TRY IT:
Nothing but an exact copy of the data should be given.

AVAILABLE DATA:
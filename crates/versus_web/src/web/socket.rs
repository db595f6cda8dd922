use tracing::{debug, warn};
use versus::{Channel, ChannelError};
use wasm_bindgen::closure::Closure;
use wasm_bindgen::JsCast;
use web_sys::{CloseEvent, Event, MessageEvent, WebSocket};

pub(super) struct SocketEvents {
    pub(super) on_open: Box<dyn FnMut()>,
    pub(super) on_text: Box<dyn FnMut(String)>,
    pub(super) on_close: Box<dyn FnMut()>,
}

/// The browser WebSocket to the voting server. No reconnect on close.
pub(super) struct WsChannel {
    socket: WebSocket,
}

impl WsChannel {
    pub(super) fn open(url: &str) -> Result<Self, String> {
        let socket = WebSocket::new(url).map_err(|e| format!("websocket: {e:?}"))?;
        Ok(Self { socket })
    }

    /// Registers the handlers for the socket's lifetime.
    pub(super) fn listen(&self, events: SocketEvents) {
        let SocketEvents {
            mut on_open,
            mut on_text,
            mut on_close,
        } = events;

        let onopen = Closure::wrap(Box::new(move |_ev: Event| on_open()) as Box<dyn FnMut(_)>);
        self.socket.set_onopen(Some(onopen.as_ref().unchecked_ref()));
        onopen.forget();

        let onmessage = Closure::wrap(Box::new(move |ev: MessageEvent| {
            match ev.data().as_string() {
                Some(text) => on_text(text),
                None => warn!("ignoring non-text frame from voting server"),
            }
        }) as Box<dyn FnMut(_)>);
        self.socket
            .set_onmessage(Some(onmessage.as_ref().unchecked_ref()));
        onmessage.forget();

        // An error event is always followed by close; only note it here.
        let onerror = Closure::wrap(Box::new(move |_ev: Event| {
            debug!("websocket error event");
        }) as Box<dyn FnMut(_)>);
        self.socket.set_onerror(Some(onerror.as_ref().unchecked_ref()));
        onerror.forget();

        let onclose = Closure::wrap(Box::new(move |ev: CloseEvent| {
            debug!(code = ev.code(), reason = %ev.reason(), "websocket closed");
            on_close();
        }) as Box<dyn FnMut(_)>);
        self.socket.set_onclose(Some(onclose.as_ref().unchecked_ref()));
        onclose.forget();
    }
}

impl Channel for WsChannel {
    fn send_text(&self, text: &str) -> Result<(), ChannelError> {
        match self.socket.ready_state() {
            WebSocket::OPEN => self
                .socket
                .send_with_str(text)
                .map_err(|e| ChannelError::Send(format!("{e:?}"))),
            WebSocket::CONNECTING => Err(ChannelError::NotConnected),
            _ => Err(ChannelError::Closed),
        }
    }
}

WRITTEN SOLUTION:
filename crates/versus_web/src/web/socket.rs
repository db595f6cda8dd922
use tracing::{debug, warn};
use versus::{Channel, ChannelError};
use wasm_bindgen::closure::Closure;
use wasm_bindgen::JsCast;
use web_sys::{CloseEvent, Event, MessageEvent, WebSocket};

pub(super) struct SocketEvents {
    pub(super) on_open: Box<dyn FnMut()>,
    pub(super) on_text: Box<dyn FnMut(String)>,
    pub(super) on_close: Box<dyn FnMut()>,
}

/// The browser WebSocket to the voting server. No reconnect on close.
pub(super) struct WsChannel {
    socket: WebSocket,
}

impl WsChannel {
    pub(super) fn open(url: &str) -> Result<Self, String> {
        let socket = WebSocket::new(url).map_err(|e| format!("websocket: {e:?}"))?;
        Ok(Self { socket })
    }

    /// Registers the handlers for the socket's lifetime.
    pub(super) fn listen(&self, events: SocketEvents) {
        let SocketEvents {
            mut on_open,
            mut on_text,
            mut on_close,
        } = events;

        let onopen = Closure::wrap(Box::new(move |_ev: Event| on_open()) as Box<dyn FnMut(_)>);
        self.socket.set_onopen(Some(onopen.as_ref().unchecked_ref()));
        onopen.forget();

        let onmessage = Closure::wrap(Box::new(move |ev: MessageEvent| {
            match ev.data().as_string() {
                Some(text) => on_text(text),
                None => warn!("ignoring non-text frame from voting server"),
            }
        }) as Box<dyn FnMut(_)>);
        self.socket
            .set_onmessage(Some(onmessage.as_ref().unchecked_ref()));
        onmessage.forget();

        // An error event is always followed by close; only note it here.
        let onerror = Closure::wrap(Box::new(move |_ev: Event| {
            debug!("websocket error event");
        }) as Box<dyn FnMut(_)>);
        self.socket.set_onerror(Some(onerror.as_ref().unchecked_ref()));
        onerror.forget();

        let onclose = Closure::wrap(Box::new(move |ev: CloseEvent| {
            debug!(code = ev.code(), reason = %ev.reason(), "websocket closed");
            on_close();
        }) as Box<dyn FnMut(_)>);
        self.socket.set_onclose(Some(onclose.as_ref().unchecked_ref()));
        onclose.forget();
    }
}

impl Channel for WsChannel {
    fn send_text(&self, text: &str) -> Result<(), ChannelError> {
        match self.socket.ready_state() {
            WebSocket::OPEN => self
                .socket
                .send_with_str(text)
                .map_err(|e| ChannelError::Send(format!("{e:?}"))),
            WebSocket::CONNECTING => Err(ChannelError::NotConnected),
            _ => Err(ChannelError::Closed),
        }
    }
}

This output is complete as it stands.